Tesco Complete Office, for example, is the type of software bundle made famous by Microsoft Office, the pricey package that runs on more than 90 percent of all PCs worldwide. Tesco is apparently looking to eat into Microsoft dominance, at least in Europe. (Attempts to contact Tesco for more information about its distribution plans for the software were unsuccessful.)
In addition to the office suite, the grocer's new software line includes two security/antivirus products, a personal-finance application, a CD-/DVD-burning tool, and a photo-editing feature. Each title sells for under 20 pounds, or just over U.S. $38. In contrast, the new Microsoft Office Standard 2007 suite sells for $399 -- and that's the second-lowest-priced version of the product.

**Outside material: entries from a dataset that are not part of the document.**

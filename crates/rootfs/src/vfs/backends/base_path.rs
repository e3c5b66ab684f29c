//! Path-prefixing backend.
//!
//! Wraps another [`VfsOps`] and joins every path onto a fixed base
//! directory before forwarding. `base_path.read("src/main.rs")` with base
//! `/home/amy/project` reads `/home/amy/project/src/main.rs` on the source.
//!
//! The join is lexical. A result that lands outside the base is refused
//! with [`VfsError::PathEscapesRoot`]; symlinks are whatever the source
//! makes of them.

use async_trait::async_trait;
use std::path::{Path, PathBuf};
use std::sync::Arc;

use crate::path;
use crate::vfs::error::{VfsError, VfsResult};
use crate::vfs::ops::VfsOps;
use crate::vfs::types::{DirEntry, FileAttr, SetAttr, StatFs};

/// Forwards to `source` with every path rebased under `base`.
#[derive(Clone)]
pub struct BasePathBackend {
    source: Arc<dyn VfsOps>,
    base: PathBuf,
}

impl std::fmt::Debug for BasePathBackend {
    fn fmt(&self, f: &mut std::fmt::Formatter<'_>) -> std::fmt::Result {
        f.debug_struct("BasePathBackend")
            .field("source", &self.source.name())
            .field("base", &self.base)
            .finish()
    }
}

impl BasePathBackend {
    pub fn new(source: Arc<dyn VfsOps>, base: impl Into<PathBuf>) -> Self {
        Self {
            source,
            base: path::clean(&base.into()),
        }
    }

    /// The (cleaned) base directory.
    pub fn base(&self) -> &Path {
        &self.base
    }

    /// The filesystem paths are forwarded to.
    pub fn source(&self) -> &Arc<dyn VfsOps> {
        &self.source
    }

    /// Map `name` to its path on the source filesystem.
    pub fn real_path(&self, name: &Path) -> VfsResult<PathBuf> {
        // Checked on `name` alone so a relative base such as `.` or `..`
        // still contains its joins.
        if !path::never_climbs(name) {
            return Err(VfsError::path_escapes_root(format!(
                "{} is not under {}",
                name.display(),
                self.base.display()
            )));
        }
        Ok(path::join(&self.base, name))
    }
}

#[async_trait]
impl VfsOps for BasePathBackend {
    fn name(&self) -> String {
        format!("BasePathBackend({})", self.base.display())
    }

    async fn getattr(&self, path: &Path) -> VfsResult<FileAttr> {
        self.source.getattr(&self.real_path(path)?).await
    }

    async fn lstat_if_possible(&self, path: &Path) -> VfsResult<(FileAttr, bool)> {
        self.source.lstat_if_possible(&self.real_path(path)?).await
    }

    async fn readdir(&self, path: &Path) -> VfsResult<Vec<DirEntry>> {
        self.source.readdir(&self.real_path(path)?).await
    }

    async fn read(&self, path: &Path, offset: u64, size: u32) -> VfsResult<Vec<u8>> {
        self.source.read(&self.real_path(path)?, offset, size).await
    }

    async fn readlink(&self, path: &Path) -> VfsResult<PathBuf> {
        self.source.readlink(&self.real_path(path)?).await
    }

    async fn write(&self, path: &Path, offset: u64, data: &[u8]) -> VfsResult<u32> {
        self.source.write(&self.real_path(path)?, offset, data).await
    }

    async fn create(&self, path: &Path, mode: u32) -> VfsResult<FileAttr> {
        self.source.create(&self.real_path(path)?, mode).await
    }

    async fn mkdir(&self, path: &Path, mode: u32) -> VfsResult<FileAttr> {
        self.source.mkdir(&self.real_path(path)?, mode).await
    }

    async fn unlink(&self, path: &Path) -> VfsResult<()> {
        self.source.unlink(&self.real_path(path)?).await
    }

    async fn rmdir(&self, path: &Path) -> VfsResult<()> {
        self.source.rmdir(&self.real_path(path)?).await
    }

    async fn rename(&self, from: &Path, to: &Path) -> VfsResult<()> {
        let from = self.real_path(from)?;
        let to = self.real_path(to)?;
        self.source.rename(&from, &to).await
    }

    async fn truncate(&self, path: &Path, size: u64) -> VfsResult<()> {
        self.source.truncate(&self.real_path(path)?, size).await
    }

    async fn setattr(&self, path: &Path, attr: SetAttr) -> VfsResult<FileAttr> {
        self.source.setattr(&self.real_path(path)?, attr).await
    }

    async fn symlink(&self, path: &Path, target: &Path) -> VfsResult<FileAttr> {
        // The target is link content, not a path on this filesystem.
        self.source.symlink(&self.real_path(path)?, target).await
    }

    fn read_only(&self) -> bool {
        self.source.read_only()
    }

    async fn statfs(&self) -> VfsResult<StatFs> {
        self.source.statfs().await
    }
}
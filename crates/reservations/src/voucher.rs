//! Vouchers: the business documents that commit or release stock.

use core::str::FromStr;

use serde::{Deserialize, Serialize};

use stockhold_core::DomainError;

/// Supported voucher types.
#[derive(Debug, Copy, Clone, PartialEq, Eq, Hash, PartialOrd, Ord, Serialize, Deserialize)]
pub enum VoucherType {
    SalesInvoice,
    DeliveryNote,
    StockEntry,
}

impl VoucherType {
    pub const ALL: [VoucherType; 3] = [
        VoucherType::SalesInvoice,
        VoucherType::DeliveryNote,
        VoucherType::StockEntry,
    ];

    /// Human-readable document name ("Sales Invoice").
    pub fn label(self) -> &'static str {
        match self {
            VoucherType::SalesInvoice => "Sales Invoice",
            VoucherType::DeliveryNote => "Delivery Note",
            VoucherType::StockEntry => "Stock Entry",
        }
    }
}

impl core::fmt::Display for VoucherType {
    fn fmt(&self, f: &mut core::fmt::Formatter<'_>) -> core::fmt::Result {
        f.write_str(self.label())
    }
}

impl FromStr for VoucherType {
    type Err = DomainError;

    /// Accepts both the label ("Sales Invoice") and the identifier ("SalesInvoice").
    fn from_str(s: &str) -> Result<Self, Self::Err> {
        let compact: String = s.chars().filter(|c| !c.is_whitespace()).collect();
        VoucherType::ALL
            .into_iter()
            .find(|t| format!("{t:?}").eq_ignore_ascii_case(&compact))
            .ok_or_else(|| DomainError::validation(format!("unsupported voucher type: {s}")))
    }
}

/// A concrete voucher: its type and document number.
#[derive(Debug, Clone, PartialEq, Eq, Hash, PartialOrd, Ord, Serialize, Deserialize)]
#[serde(tag = "voucher_type", content = "voucher_no")]
pub enum Voucher {
    SalesInvoice(String),
    DeliveryNote(String),
    StockEntry(String),
}

impl Voucher {
    pub fn new(voucher_type: VoucherType, voucher_no: impl Into<String>) -> Self {
        let no = voucher_no.into();
        match voucher_type {
            VoucherType::SalesInvoice => Voucher::SalesInvoice(no),
            VoucherType::DeliveryNote => Voucher::DeliveryNote(no),
            VoucherType::StockEntry => Voucher::StockEntry(no),
        }
    }

    pub fn sales_invoice(no: impl Into<String>) -> Self {
        Voucher::SalesInvoice(no.into())
    }

    pub fn delivery_note(no: impl Into<String>) -> Self {
        Voucher::DeliveryNote(no.into())
    }

    pub fn stock_entry(no: impl Into<String>) -> Self {
        Voucher::StockEntry(no.into())
    }

    pub fn voucher_type(&self) -> VoucherType {
        match self {
            Voucher::SalesInvoice(_) => VoucherType::SalesInvoice,
            Voucher::DeliveryNote(_) => VoucherType::DeliveryNote,
            Voucher::StockEntry(_) => VoucherType::StockEntry,
        }
    }

    pub fn voucher_no(&self) -> &str {
        match self {
            Voucher::SalesInvoice(no) | Voucher::DeliveryNote(no) | Voucher::StockEntry(no) => no,
        }
    }
}

impl core::fmt::Display for Voucher {
    fn fmt(&self, f: &mut core::fmt::Formatter<'_>) -> core::fmt::Result {
        write!(f, "{} {}", self.voucher_type(), self.voucher_no())
    }
}

/// A single voucher line: the natural owner of one reservation per (item, warehouse).
///
/// `detail_no` is optional; vouchers that reserve at header level use `None`,
/// and an empty string is normalized to `None`.
#[derive(Debug, Clone, PartialEq, Eq, Hash, PartialOrd, Ord, Serialize, Deserialize)]
pub struct VoucherLine {
    pub voucher: Voucher,
    pub detail_no: Option<String>,
}

impl VoucherLine {
    pub fn new(voucher: Voucher, detail_no: Option<&str>) -> Self {
        Self {
            voucher,
            detail_no: normalize_detail(detail_no).map(str::to_string),
        }
    }

    /// Whether this line is selected by a (voucher, optional line) filter.
    ///
    /// A `None` filter selects every line of the voucher.
    pub fn selected_by(&self, voucher: &Voucher, detail_no: Option<&str>) -> bool {
        if &self.voucher != voucher {
            return false;
        }
        match normalize_detail(detail_no) {
            None => true,
            Some(d) => self.detail_no.as_deref() == Some(d),
        }
    }
}

impl core::fmt::Display for VoucherLine {
    fn fmt(&self, f: &mut core::fmt::Formatter<'_>) -> core::fmt::Result {
        match &self.detail_no {
            Some(d) => write!(f, "{} / {}", self.voucher, d),
            None => write!(f, "{}", self.voucher),
        }
    }
}

fn normalize_detail(detail_no: Option<&str>) -> Option<&str> {
    detail_no.map(str::trim).filter(|d| !d.is_empty())
}

#[cfg(test)]
mod tests {
    use super::*;

    #[test]
    fn voucher_type_parses_labels_and_identifiers() {
        assert_eq!("Sales Invoice".parse::<VoucherType>().unwrap(), VoucherType::SalesInvoice);
        assert_eq!("DeliveryNote".parse::<VoucherType>().unwrap(), VoucherType::DeliveryNote);
        assert_eq!("stock entry".parse::<VoucherType>().unwrap(), VoucherType::StockEntry);
        assert!("Journal Entry".parse::<VoucherType>().is_err());
    }

    #[test]
    fn voucher_round_trips_type_and_number() {
        let v = Voucher::new(VoucherType::StockEntry, "STE-0001");
        assert_eq!(v.voucher_type(), VoucherType::StockEntry);
        assert_eq!(v.voucher_no(), "STE-0001");
        assert_eq!(v.to_string(), "Stock Entry STE-0001");
    }

    #[test]
    fn voucher_serializes_with_explicit_fields() {
        let json = serde_json::to_value(Voucher::sales_invoice("SI-001")).unwrap();
        assert_eq!(
            json,
            serde_json::json!({ "voucher_type": "SalesInvoice", "voucher_no": "SI-001" })
        );
    }

    #[test]
    fn empty_detail_is_header_level() {
        let line = VoucherLine::new(Voucher::sales_invoice("SI-001"), Some("  "));
        assert_eq!(line.detail_no, None);
    }

    #[test]
    fn selection_by_voucher_and_line() {
        let si = Voucher::sales_invoice("SI-001");
        let line = VoucherLine::new(si.clone(), Some("d1"));

        assert!(line.selected_by(&si, None));
        assert!(line.selected_by(&si, Some("d1")));
        assert!(!line.selected_by(&si, Some("d2")));
        assert!(!line.selected_by(&Voucher::delivery_note("SI-001"), None));
    }
}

The retailer, which began selling the software earlier this year on its Web site, says it plans to have the products available chainwide by the end of 2007.
"With more people working from home and schools, encouraging greater use of IT, the demand for home computing equipment is bigger than ever," says Tesco buyer Daniel Cook. "Customers can now access a wide range of good-quality computer hardware at amazing prices, but when it comes to software, there is little choice and prices are high. Our new range of software changes this, bringing choice and value to the market that has offered little of either for too long."
Tesco is no stranger to taking on massive American corporations -- it has successfully held its ground against Wal-Mart's ASDA division in the United Kingdom. Tesco is a newcomer to the software business, which is a different animal from retail. But one thing's for sure: If Tesco is successful, its brand could become ingrained in its customers' minds in a way that's hard to match.